# IPB 14 In water pic & Short video



## jldriver (Feb 11, 2013)

I'm 215...most days...plus I had 4.5 gallons of gas, a Group 24 battery and small cooler all under the rear deck.

There's nothing in the front except for the trolling motor, two life jackets and some light tackle...it planes quicker with a lightweight female passenger in the front...plus the view is better. The motor is trimmed one notch "down" or "in" from vertical to eliminate porpoising...

25.5 mph was full throttle with both of us...it cruises very comfortably around 18-21 depending on passengers and sea conditions. I can hit the rev limiter though, so I guess there's some room for improvement in speed if I re-propped...


----------



## tsmithf33 (Jun 10, 2013)

haha no doubt about the view!


----------



## basscat114 (Aug 9, 2012)

i just, ordered one today and am going to set it up a lot like yours same trolling motor and going to put a new yamaha 25 on it. they look like sweet little boats, i have never seen one so hearing good things about them makes me feel better.


----------



## tsmithf33 (Jun 10, 2013)

What color did you get?


----------



## basscat114 (Aug 9, 2012)

a little deeper blue then yours to go along with my bay boat or a bright green going to go look at colors today and pick one out to call him back this afternoon.


----------



## tsmithf33 (Jun 10, 2013)

I almost went with the bright green. Then decided to calm it down and go with a whisper grey color. With a white topside and grey speckle.

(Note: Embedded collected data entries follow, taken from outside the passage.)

#[cfg(test)]
mod tests {
    use super::*;
    use crate::dev::DevServerState;
    use axum::body::{Body, to_bytes};
    use axum::http::Request;
    use showroom_compiler::{
        CodeBlocks, CodeBlocksManifest, Compiler, CompilerOptions, DocumentCodeBlocks, PackageMap,
        SupportedLanguage,
    };
    use showroom_runtime::{BackendHandle, CompileChannel, FrameConfig, encode_code_param};
    use std::sync::Arc;
    use tower::ServiceExt;

    const SOURCE: &str = "<b>hi</b>";

    fn state() -> (BackendHandle, SharedState) {
        state_with(SupportedLanguage::ALL.to_vec())
    }

    fn state_with(languages: Vec<SupportedLanguage>) -> (BackendHandle, SharedState) {
        let packages = Arc::new(PackageMap::new());
        let (backend, endpoint) =
            BackendHandle::with_compiler(packages.clone(), CompilerOptions::default()).unwrap();
        let state = DevServerState::new(
            CompileChannel::connect(endpoint),
            FrameConfig::builder().packages(packages.clone()).build(),
            Duration::from_millis(10),
        )
        .with_languages(languages);

        let compiler = Compiler::new(packages, CompilerOptions::default()).unwrap();
        let mut blocks = CodeBlocks::new();
        blocks.insert(
            SOURCE.to_string(),
            Some(compiler.precompile(SOURCE, SupportedLanguage::Jsx).unwrap()),
        );
        state.complete_build(
            CodeBlocksManifest {
                items: vec![DocumentCodeBlocks {
                    path: "intro.md".to_string(),
                    blocks,
                }],
            },
            1,
        );
        (backend, Arc::new(state))
    }

    fn hash(state: &SharedState) -> String {
        state.manifest().items[0].blocks[SOURCE]
            .as_ref()
            .and_then(|success| success.initial_code_hash.clone())
            .unwrap()
    }

    async fn body_text(response: Response) -> String {
        let bytes = to_bytes(response.into_body(), usize::MAX).await.unwrap();
        String::from_utf8(bytes.to_vec()).unwrap()
    }

    fn post_json(uri: &str, body: serde_json::Value) -> Request<Body> {
        Request::post(uri)
            .header(header::CONTENT_TYPE, "application/json")
            .body(Body::from(body.to_string()))
            .unwrap()
    }

    #[tokio::test]
    async fn compile_echoes_message_id() {
        let (_backend, state) = state();
        let response = router(state)
            .oneshot(post_json(
                "/__showroom/compile",
                serde_json::json!({ "source": "<i>x</i>", "lang": "jsx", "messageId": 7 }),
            ))
            .await
            .unwrap();

        assert_eq!(response.status(), StatusCode::OK);
        let result: CompileResult = serde_json::from_str(&body_text(response).await).unwrap();
        assert_eq!(result.message_id(), 7);
        assert!(result.as_success().unwrap().code.contains("render("));
    }

    #[tokio::test]
    async fn compile_reports_errors_as_data() {
        let (_backend, state) = state();
        let response = router(state)
            .oneshot(post_json(
                "/__showroom/compile",
                serde_json::json!({ "source": "const a = 1;\nconst b = 'x;", "lang": "js", "messageId": 3 }),
            ))
            .await
            .unwrap();

        assert_eq!(response.status(), StatusCode::OK);
        let result: CompileResult = serde_json::from_str(&body_text(response).await).unwrap();
        match result {
            CompileResult::Error(failure) => {
                assert_eq!(failure.message_id, 3);
                assert_eq!(failure.line(), Some(2));
            }
            other => panic!("expected an error, got {other:?}"),
        }
    }

    #[tokio::test]
    async fn compile_rejects_languages_not_enabled() {
        let (_backend, state) = state_with(vec![SupportedLanguage::Jsx]);
        let response = router(state)
            .oneshot(post_json(
                "/__showroom/compile",
                serde_json::json!({ "source": "<p>x</p>", "lang": "html", "messageId": 2 }),
            ))
            .await
            .unwrap();

        assert_eq!(response.status(), StatusCode::UNPROCESSABLE_ENTITY);
        let result: CompileResult = serde_json::from_str(&body_text(response).await).unwrap();
        assert_eq!(result.message_id(), 2);
        assert!(result.as_success().is_none());
    }

    #[tokio::test]
    async fn standalone_editor_drives_its_session() {
        let (_backend, state) = state();
        let hash = hash(&state);
        let app = router(state.clone());

        let page = app
            .clone()
            .oneshot(
                Request::get(format!("/_standalone/{}/", hash))
                    .body(Body::empty())
                    .unwrap(),
            )
            .await
            .unwrap();
        let page = body_text(page).await;
        let session = format!("/__showroom/sessions/{}-1", hash);
        assert!(page.contains(&format!("\"sessionUrl\":\"{}\"", session)));
        assert!(page.contains("<script src=\"/__showroom/reload.js\"></script>\n</body>"));
        assert_eq!(state.sessions.len(), 1);

        let edited = app
            .clone()
            .oneshot(post_json(
                &format!("{}/edit", session),
                serde_json::json!({ "source": "<i>x</i>", "lang": "jsx", "messageId": 5 }),
            ))
            .await
            .unwrap();
        assert_eq!(edited.status(), StatusCode::OK);
        let outcome: serde_json::Value = serde_json::from_str(&body_text(edited).await).unwrap();
        assert_eq!(outcome["result"]["messageId"], 5);
        assert_eq!(outcome["result"]["type"], "success");
        assert_eq!(outcome["run"]["type"], "run");
        assert_eq!(outcome["run"]["skipConsoleForInitialRender"], false);

        let view = app
            .oneshot(post_json(
                &format!("{}/frame", session),
                serde_json::json!({ "source": "showroom-frame", "type": "mounted" }),
            ))
            .await
            .unwrap();
        let view: serde_json::Value = serde_json::from_str(&body_text(view).await).unwrap();
        assert_eq!(view["status"], "mounted");
    }

    #[tokio::test]
    async fn unknown_session_is_not_found() {
        let (_backend, state) = state();
        let response = router(state)
            .oneshot(post_json(
                "/__showroom/sessions/nope-1/edit",
                serde_json::json!({ "source": "1", "lang": "js", "messageId": 1 }),
            ))
            .await
            .unwrap();
        assert_eq!(response.status(), StatusCode::NOT_FOUND);
    }

    #[test]
    fn reload_script_goes_before_body_end() {
        let html = inject_reload_script("<html><body><h1>x</h1></body></html>".to_string());
        let script = html.find(RELOAD_SCRIPT_PATH).unwrap();
        assert!(script < html.find("</body>").unwrap());

        let bare = inject_reload_script("<h1>x</h1>".to_string());
        assert!(bare.ends_with("</script>\n"));
    }

    #[tokio::test]
    async fn standalone_editor_for_known_hash() {
        let (_backend, state) = state();
        let hash = hash(&state);
        let edited = encode_code_param("<i>edited</i>", SOURCE).unwrap();

        let response = router(state)
            .oneshot(
                Request::get(format!("/_standalone/{}/?code={}", hash, edited))
                    .body(Body::empty())
                    .unwrap(),
            )
            .await
            .unwrap();

        assert_eq!(response.status(), StatusCode::OK);
        assert!(body_text(response).await.contains("&lt;i&gt;edited&lt;/i&gt;</textarea>"));
    }

    #[tokio::test]
    async fn unknown_hash_is_invalid_example() {
        let (_backend, state) = state();
        let response = router(state)
            .oneshot(
                Request::get("/_standalone/000000000000/")
                    .body(Body::empty())
                    .unwrap(),
            )
            .await
            .unwrap();

        assert_eq!(response.status(), StatusCode::NOT_FOUND);
        assert_eq!(body_text(response).await, "Invalid example url.");
    }

    #[tokio::test]
    async fn share_builds_url_only_for_edits() {
        let (_backend, state) = state();
        let hash = hash(&state);
        let app = router(state);

        let unchanged = app
            .clone()
            .oneshot(post_json(
                "/__showroom/share",
                serde_json::json!({ "hash": hash, "code": SOURCE }),
            ))
            .await
            .unwrap();
        let body: serde_json::Value =
            serde_json::from_str(&body_text(unchanged).await).unwrap();
        assert_eq!(body["url"], format!("/_standalone/{}/", hash));

        let edited = app
            .oneshot(post_json(
                "/__showroom/share",
                serde_json::json!({ "hash": hash, "code": "<i>new</i>" }),
            ))
            .await
            .unwrap();
        let body: serde_json::Value = serde_json::from_str(&body_text(edited).await).unwrap();
        assert!(body["url"].as_str().unwrap().contains("?code="));
    }

    #[tokio::test]
    async fn status_reports_build_and_clients() {
        let (_backend, state) = state();
        let response = router(state)
            .oneshot(
                Request::get("/__showroom/status")
                    .body(Body::empty())
                    .unwrap(),
            )
            .await
            .unwrap();

        let body: serde_json::Value = serde_json::from_str(&body_text(response).await).unwrap();
        assert_eq!(body["build"], "ready");
        assert_eq!(body["blocks"], 1);
        assert_eq!(body["clients"], 0);
    }

    #[tokio::test]
    async fn codeblocks_and_index() {
        let (_backend, state) = state();
        let app = router(state);

        let response = app
            .clone()
            .oneshot(
                Request::get("/__showroom/codeblocks.json")
                    .body(Body::empty())
                    .unwrap(),
            )
            .await
            .unwrap();
        let manifest: CodeBlocksManifest =
            serde_json::from_str(&body_text(response).await).unwrap();
        assert_eq!(manifest.block_count(), 1);

        let index = app
            .oneshot(Request::get("/").body(Body::empty()).unwrap())
            .await
            .unwrap();
        let index = body_text(index).await;
        assert!(index.contains("intro.md"));
        assert!(index.contains(RELOAD_SCRIPT_PATH));
    }
}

The blue hull boat is Intheweed's boat


----------



## basscat114 (Aug 9, 2012)

i ended up going dark gray and a light gray/white top so the waiting starts now should be a fun little boat fish by myself in the little back lakes i fish in the winter were i dont need a 22Ft 70mph bayboat. this is the frist little boat like this i have ever had so im sure ill have a lot if learning to do from you guys on rigging and stuff


----------



## tsmithf33 (Jun 10, 2013)

How long did Brad tell you it would be?


----------



## fishboy73 (Oct 22, 2012)

This is my first micro as well. This boat is exactly what I was looking for. It's a stripped down, no frills poling skiff that floats super skinny. It's been a little hard trying to get my 243cc everglades up on the flats!!!


----------



## basscat114 (Aug 9, 2012)

4plus weeks but maybe 4 since im just a hull and trailer


----------